Dopo questa indigestione di numeri, utile comunque alla comprensione del disastro sociale in corso, torniamo ai trucchi del Def. Dopo l’abbellimento delle previsioni su spread e Pil, abbiamo quello del rapporto debito/Pil. Dato particolarmente significativo, visto che il suo abbattimento è l’obiettivo fondamentale del governo Monti. Ora molti penseranno che, dopo le tre manovre lacrime e sangue del 2011, almeno sul debito comincino ad arrivare notizie positive. Ed invece non è così.
In effetti il governo con il Def prova ad imbrogliare le carte. Riconosce un aumento al 120,3% nel 2012, che però dovrebbe rapidamente decrescere di circa il 3% annuo (come esige il Fiscal compact) a partire dal 2013. Peccato che il Fmi non condivida tanto ottimismo. Queste le sue stime: 123,4% nel 2012, 123,8% nel 2013 e solo un lievissimo calo negli anni successivi. A spiegare questa clamorosa discordanza non c’è solo una diversa stima della crescita (meglio, della decrescita), ma anche un pittoresco ed italico trucchetto utilizzato da Monti e dalla sua combriccola.
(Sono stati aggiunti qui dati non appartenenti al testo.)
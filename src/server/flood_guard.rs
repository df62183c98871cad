use std::time::{Duration, Instant};
use log::warn;

use crate::config::flood_guard::MAX_REQUESTS_PER_SECOND;

/// Per-connection request counter over one-second windows.
pub struct FloodGuard {
    // Start of the current window
    window_start: Instant,
    // Requests received in the current window
    requests_this_window: u32,
    limit: u32,
}

impl FloodGuard {
    pub fn new() -> Self {
        Self::with_limit(MAX_REQUESTS_PER_SECOND)
    }

    pub fn with_limit(limit: u32) -> Self {
        Self {
            window_start: Instant::now(),
            requests_this_window: 0,
            limit,
        }
    }

    /// Call for every incoming event.
    /// Returns true if the connection exceeded its budget for this second.
    pub fn record_request(&mut self, client: &str) -> bool {
        self.record_request_at(Instant::now(), client)
    }

    fn record_request_at(&mut self, now: Instant, client: &str) -> bool {
        if now.duration_since(self.window_start) >= Duration::from_secs(1) {
            self.window_start = now;
            self.requests_this_window = 0;
        }
        self.requests_this_window += 1;
        if self.requests_this_window > self.limit {
            warn!("[FloodGuard] client={} exceeded {} requests per second", client, self.limit);
            return true;
        }
        false
    }
}

impl Default for FloodGuard {
    fn default() -> Self {
        Self::new()
    }
}

#[cfg(test)]
mod tests {
    use super::*;

    #[test]
    fn trips_after_limit_within_one_second() {
        let mut guard = FloodGuard::with_limit(3);
        let now = Instant::now();
        assert!(!guard.record_request_at(now, "c"));
        assert!(!guard.record_request_at(now, "c"));
        assert!(!guard.record_request_at(now, "c"));
        assert!(guard.record_request_at(now, "c"));
    }

    #[test]
    fn window_resets_after_a_second() {
        let mut guard = FloodGuard::with_limit(1);
        let start = Instant::now();
        assert!(!guard.record_request_at(start, "c"));
        assert!(guard.record_request_at(start + Duration::from_millis(500), "c"));
        assert!(!guard.record_request_at(start + Duration::from_millis(1600), "c"));
    }
}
Costoro non hanno messo nel Def il rapporto debito/Pil reale, bensì il «Debito pubblico al netto dei sostegni», cioè dei soldi versati nei fondi europei Efsf ed Esm. Un trucchetto che vale, secondo le ammissioni del vice ministro dell’Economia Vittorio Grilli, qualcosa di assai vicino al 3% del Pil, diciamo 45 miliardi di euro.
Questi versamenti – ai quali corrisponde comunque l’emissione di una quantità di Btp equivalente – vengono considerati come una «acquisizione di attività finanziarie», quasi si trattasse di un investimento qualsiasi. Il giochino può funzionare a condizione che Grecia, Irlanda e Portogallo siano un giorno in condizione di ripagare il debito, la qual cosa appare come minimo un po’ problematica…
Nonostante questi disinvolti giochi contabili il Def non riesce a nascondere la gravità della situazione. E il professor Quisling non sa più a quale santo votarsi. Con il sostegno della maggioranza ABC (Alfano, Bersani, Casini) ha realizzato la più pesante manovra finanziaria di tutti i tempi, ha fatto le sue amate liberalizzazioni, manderà in porto la legge sulla libertà di licenziamento. Tre sogni del dogma liberista realizzati, cui corrispondono altrettanti incubi per il popolo lavoratore. Ma l’economia sprofonda, e l’unica certezza è il suo progressivo deterioramento. Per questo, non per altro, verrà ricordato il presuntuoso Mario Monti. Cinque mesi fa accolto da molti – certo non da noi – come il Salvatore ed oggi sempre più chiaramente il Liquidatore di questo disgraziato paese.